Trying not to focus on how much lighter of heart she felt once Matthew had left the house, Robin occupied herself with laundry and other essentials until, shortly after midday, while she was changing the sheets on their bed, Strike called.
“Hi,” said Robin, gladly abandoning her task, “any news?”
“Plenty. Ready to write some stuff down?”
“Yes,” said Robin, hurriedly grabbing notebook and pen off the top of her dressing table and sitting down on the stripped mattress.
“I’ve been making some calls. First off, Wardle. Very impressed with your work in getting hold of that note—”
Robin smiled at her reflection in the mirror.
“—though he’s warned me the police won’t take kindly to us, as he put it, ‘clodhopping all over an open case.’ I’ve asked him not to say where he got the tip-off about the note, but I expect they’ll put two and two together, given that Wardle and I are mates. Still, that’s unavoidable. The interesting bit is that the police are still worried about the same features of the death scene as we are and they’ve been going deeper into Chiswell’s finances.”

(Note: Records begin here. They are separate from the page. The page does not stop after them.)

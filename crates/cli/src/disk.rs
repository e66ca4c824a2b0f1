//! Package tree I/O: concurrent loading and per-file writes.

use std::path::{Path, PathBuf};

use anyhow::{bail, Result};
use tokio::task::JoinSet;
use tokens_model::json::{parse_token_file, to_canonical_json};
use tokens_model::{FileId, TokenStore, JSON_DIR, PACKAGES_DIR};
use tokens_projector::Artifact;
use tokens_protocol::IoFailure;
use walkdir::WalkDir;

/// A loaded package tree plus every file that could not be loaded
#[derive(Debug, Default)]
pub struct LoadedStore {
    pub store: TokenStore,
    /// Files that were read but could not be parsed
    pub warnings: Vec<String>,
    pub io_errors: Vec<IoFailure>,
}

enum Loaded {
    File(FileId, tokens_model::Token),
    Invalid(String),
    Unreadable(IoFailure),
}

fn failure(path: &Path, err: impl std::fmt::Display) -> IoFailure {
    IoFailure {
        path: path.display().to_string(),
        message: err.to_string(),
    }
}

/// `<packages>/<package>/json/<file>.json` → id
fn file_id(packages_dir: &Path, path: &Path) -> Option<FileId> {
    let rel = path.strip_prefix(packages_dir).ok()?;
    let mut parts = rel.iter().map(|part| part.to_str());
    let package = parts.next()??;
    let dir = parts.next()??;
    let file = parts.next()??.strip_suffix(".json")?;
    (dir == JSON_DIR && parts.next().is_none()).then(|| FileId::new(package, file))
}

/// Read every token file under `<root>/packages` concurrently.
///
/// A file that cannot be read or parsed is reported and left out; its
/// package is still registered.
pub async fn load_store(root: &Path) -> Result<LoadedStore> {
    let packages_dir = root.join(PACKAGES_DIR);
    if !packages_dir.is_dir() {
        bail!("No {PACKAGES_DIR}/ directory under {}", root.display());
    }

    let mut loaded = LoadedStore::default();
    let mut tasks = JoinSet::new();
    for entry in WalkDir::new(&packages_dir)
        .min_depth(1)
        .max_depth(3)
        .sort_by_file_name()
    {
        let entry = match entry {
            Ok(entry) => entry,
            Err(err) => {
                let path = err.path().map_or_else(|| packages_dir.clone(), Path::to_path_buf);
                log::warn!("Cannot walk {}: {err}", path.display());
                loaded.io_errors.push(failure(&path, err));
                continue;
            }
        };
        if entry.depth() == 1 && entry.file_type().is_dir() {
            loaded.store.ensure_package(entry.file_name().to_string_lossy());
            continue;
        }
        if !entry.file_type().is_file() {
            continue;
        }
        let Some(id) = file_id(&packages_dir, entry.path()) else {
            continue;
        };
        let path = entry.into_path();
        tasks.spawn(async move {
            match tokio::fs::read_to_string(&path).await {
                Ok(text) => match parse_token_file(&text) {
                    Ok(token) => Loaded::File(id, token),
                    Err(err) => Loaded::Invalid(format!("{}: {err}", path.display())),
                },
                Err(err) => Loaded::Unreadable(failure(&path, err)),
            }
        });
    }

    while let Some(joined) = tasks.join_next().await {
        match joined {
            Ok(Loaded::File(id, token)) => {
                log::debug!("Loaded {id}");
                loaded.store.insert_file(id, token);
            }
            Ok(Loaded::Invalid(message)) => {
                log::warn!("Skipping {message}");
                loaded.warnings.push(message);
            }
            Ok(Loaded::Unreadable(io)) => {
                log::warn!("Cannot read {}: {}", io.path, io.message);
                loaded.io_errors.push(io);
            }
            Err(err) => loaded.io_errors.push(failure(&packages_dir, err)),
        }
    }
    loaded.warnings.sort();
    log::info!(
        "Loaded {} token file(s) from {}",
        loaded.store.file_count(),
        packages_dir.display()
    );
    Ok(loaded)
}

/// Outcome of a batch of independent writes
#[derive(Debug, Default, PartialEq, Eq)]
pub struct WriteReport {
    /// Repository-relative paths, sorted
    pub written: Vec<String>,
    pub failures: Vec<IoFailure>,
}

/// Write each `(repo-relative path, content)` pair under `root`; one failing
/// write does not stop the others
pub async fn write_files(root: &Path, files: Vec<(String, String)>) -> WriteReport {
    let mut tasks = JoinSet::new();
    for (rel, content) in files {
        let path: PathBuf = root.join(&rel);
        tasks.spawn(async move {
            let result = write_one(&path, content).await;
            (rel, result)
        });
    }

    let mut report = WriteReport::default();
    while let Some(joined) = tasks.join_next().await {
        match joined {
            Ok((rel, Ok(()))) => report.written.push(rel),
            Ok((rel, Err(err))) => report.failures.push(failure(Path::new(&rel), err)),
            Err(err) => report.failures.push(failure(root, err)),
        }
    }
    for io in &report.failures {
        log::warn!("Cannot write {}: {}", io.path, io.message);
    }
    report.written.sort();
    report
}

async fn write_one(path: &Path, content: String) -> std::io::Result<()> {
    if let Some(parent) = path.parent() {
        tokio::fs::create_dir_all(parent).await?;
    }
    tokio::fs::write(path, content).await
}

/// Canonical JSON of the given files as write jobs
pub fn json_jobs<'a>(store: &TokenStore, ids: impl IntoIterator<Item = &'a FileId>) -> Vec<(String, String)> {
    ids.into_iter()
        .filter_map(|id| Some((id.repo_rel_path(), to_canonical_json(store.get(id)?))))
        .collect()
}

pub fn artifact_jobs(artifacts: Vec<Artifact>) -> Vec<(String, String)> {
    artifacts
        .into_iter()
        .map(|artifact| (artifact.repo_rel_path(), artifact.content))
        .collect()
}

#[cfg(test)]
mod tests {
    use super::*;
    use pretty_assertions::assert_eq;
    use std::fs;

    fn write(root: &Path, rel: &str, text: &str) {
        let path = root.join(rel);
        fs::create_dir_all(path.parent().unwrap()).unwrap();
        fs::write(path, text).unwrap();
    }

    #[test]
    fn only_json_dir_files_are_tokens() {
        let packages = Path::new("/repo/packages");
        assert_eq!(
            file_id(packages, Path::new("/repo/packages/core-tokens/json/spacing-primitive.json")),
            Some(FileId::new("core-tokens", "spacing-primitive"))
        );
        assert_eq!(file_id(packages, Path::new("/repo/packages/core-tokens/css/a.json")), None);
        assert_eq!(file_id(packages, Path::new("/repo/packages/core-tokens/json/a.css")), None);
    }

    #[tokio::test]
    async fn broken_files_are_reported_and_skipped() {
        let dir = tempfile::tempdir().unwrap();
        let root = dir.path();
        write(root, "packages/core-tokens/json/spacing-primitive.json", r#"{"primitive": {"spacing-4": "4px"}}"#);
        write(root, "packages/core-tokens/json/radius-primitive.json", "{not json");
        write(root, "packages/core-tokens/css/spacing-primitive.css", ":root {}");
        fs::create_dir_all(root.join("packages/empty-tokens/json")).unwrap();

        let loaded = load_store(root).await.unwrap();
        assert_eq!(loaded.store.file_count(), 1);
        assert!(loaded.store.file("core-tokens", "spacing-primitive").is_some());
        assert!(loaded.store.contains_package("empty-tokens"));
        assert_eq!(loaded.warnings.len(), 1);
        assert!(loaded.warnings[0].contains("radius-primitive.json"));
        assert!(loaded.io_errors.is_empty());
    }

    #[tokio::test]
    async fn missing_packages_dir_is_an_error() {
        let dir = tempfile::tempdir().unwrap();
        assert!(load_store(dir.path()).await.is_err());
    }

    #[tokio::test]
    async fn writes_create_directories_and_report_per_file() {
        let dir = tempfile::tempdir().unwrap();
        let root = dir.path();
        write(root, "blocker", "file in the way");

        let report = write_files(
            root,
            vec![
                ("packages/web-tokens/css/a.css".to_string(), "a".to_string()),
                ("blocker/b.css".to_string(), "b".to_string()),
            ],
        )
        .await;
        assert_eq!(report.written, vec!["packages/web-tokens/css/a.css"]);
        assert_eq!(report.failures.len(), 1);
        assert_eq!(report.failures[0].path, "blocker/b.css");
        assert_eq!(fs::read_to_string(root.join("packages/web-tokens/css/a.css")).unwrap(), "a");
    }
}
use serde::{Deserialize, Serialize};
use std::fmt;
use std::str::FromStr;

use crate::error::SearchError;

/// Coarse token category guessed from a dotted path
#[derive(Debug, Clone, Copy, PartialEq, Eq, Hash, Serialize, Deserialize)]
#[serde(rename_all = "lowercase")]
pub enum Category {
    Color,
    Typography,
    Spacing,
    Radius,
    Other,
}

const RULES: [(Category, &[&str]); 4] = [
    (Category::Color, &["color", "background"]),
    (Category::Typography, &["font", "text", "size"]),
    (Category::Spacing, &["spacing", "margin", "padding"]),
    (Category::Radius, &["radius"]),
];

impl Category {
    /// First rule whose keyword occurs in `path` wins
    pub fn infer(path: &str) -> Self {
        let path = path.to_lowercase();
        RULES
            .iter()
            .find(|(_, keywords)| keywords.iter().any(|keyword| path.contains(keyword)))
            .map_or(Self::Other, |(category, _)| *category)
    }

    pub const fn as_str(self) -> &'static str {
        match self {
            Self::Color => "color",
            Self::Typography => "typography",
            Self::Spacing => "spacing",
            Self::Radius => "radius",
            Self::Other => "other",
        }
    }
}

impl fmt::Display for Category {
    fn fmt(&self, f: &mut fmt::Formatter<'_>) -> fmt::Result {
        f.write_str(self.as_str())
    }
}

impl FromStr for Category {
    type Err = SearchError;

    fn from_str(s: &str) -> Result<Self, Self::Err> {
        match s.trim().to_lowercase().as_str() {
            "color" => Ok(Self::Color),
            "typography" => Ok(Self::Typography),
            "spacing" => Ok(Self::Spacing),
            "radius" => Ok(Self::Radius),
            "other" => Ok(Self::Other),
            _ => Err(SearchError::UnknownCategory(s.to_string())),
        }
    }
}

“Looking for evidence of blackmail?”
“Yeah, but they haven’t got anything, because Chiswell never paid out. Here’s the interesting bit. Chiswell got an unexplained payment in cash of forty thousand pounds last year. He opened a separate bank account for it, then seems to have spent it all on house repairs and other sundries.”

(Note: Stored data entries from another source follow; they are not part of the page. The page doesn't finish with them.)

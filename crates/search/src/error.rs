use thiserror::Error;

pub type Result<T> = std::result::Result<T, SearchError>;

#[derive(Error, Debug, Clone, PartialEq, Eq)]
pub enum SearchError {
    #[error("Empty query")]
    EmptyQuery,

    #[error("Token '{0}' not found in any package")]
    NotFound(String),

    #[error("Unknown category '{0}' (expected color, typography, spacing, radius or other)")]
    UnknownCategory(String),
}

“He received forty thousand pounds?”
“Yep. And Kinvara and the rest of the family are claiming total ignorance. They say they don’t know where the money came from or why Chiswell would’ve opened a separate account to take receipt of it.”
“The same amount Jimmy asked for before he scaled down his request,” said Robin. “That’s odd.”
“Certainly is. So then I called Izzy.”
“You’ve been busy,” said Robin.
“You haven’t heard the half of it. Izzy denies knowledge of where the forty grand came from, but I’m not sure I believe her. Then I asked her about the note Flick stole. She’s appalled that Flick might’ve been posing as her father’s cleaner. Very shaken up. I think for the first time she’s considering the possibility that Kinvara isn’t guilty.”
“I take it she never met this so-called Polish woman?”
“Correct.”
“What did she make of the note?”
“She thinks it looks like a to-do list, as well. She assumes ‘Suzuki’ meant the Grand Vitara, which was Chiswell’s. No thoughts on ‘mother.’ The one thing of interest I got from her was in relation to ‘blanc de blanc.’ Chiswell was allergic to champagne. Apparently it made him go bright red and hyperventilate. What’s odd about that is, there was a big empty box labeled Mo?t & Chandon in the kitchen when I checked it, the morning Chiswell died.”
“You never told me that.”
“We’d just found the body of a government minister. An empty box seemed relatively uninteresting at the time, and it never occurred to me it might be relevant to anything until I spoke to Izzy today.”
“Were there bottles inside?”
“Nothing, so far as I could see, and according to the family, Chiswell never entertained there. If he wasn’t drinking champagne himself, why was the box there?”
“You don’t think—”
“That’s exactly what I think,” said Strike. “I reckon that box was how the helium and the rubber tubing got into the house, disguised.”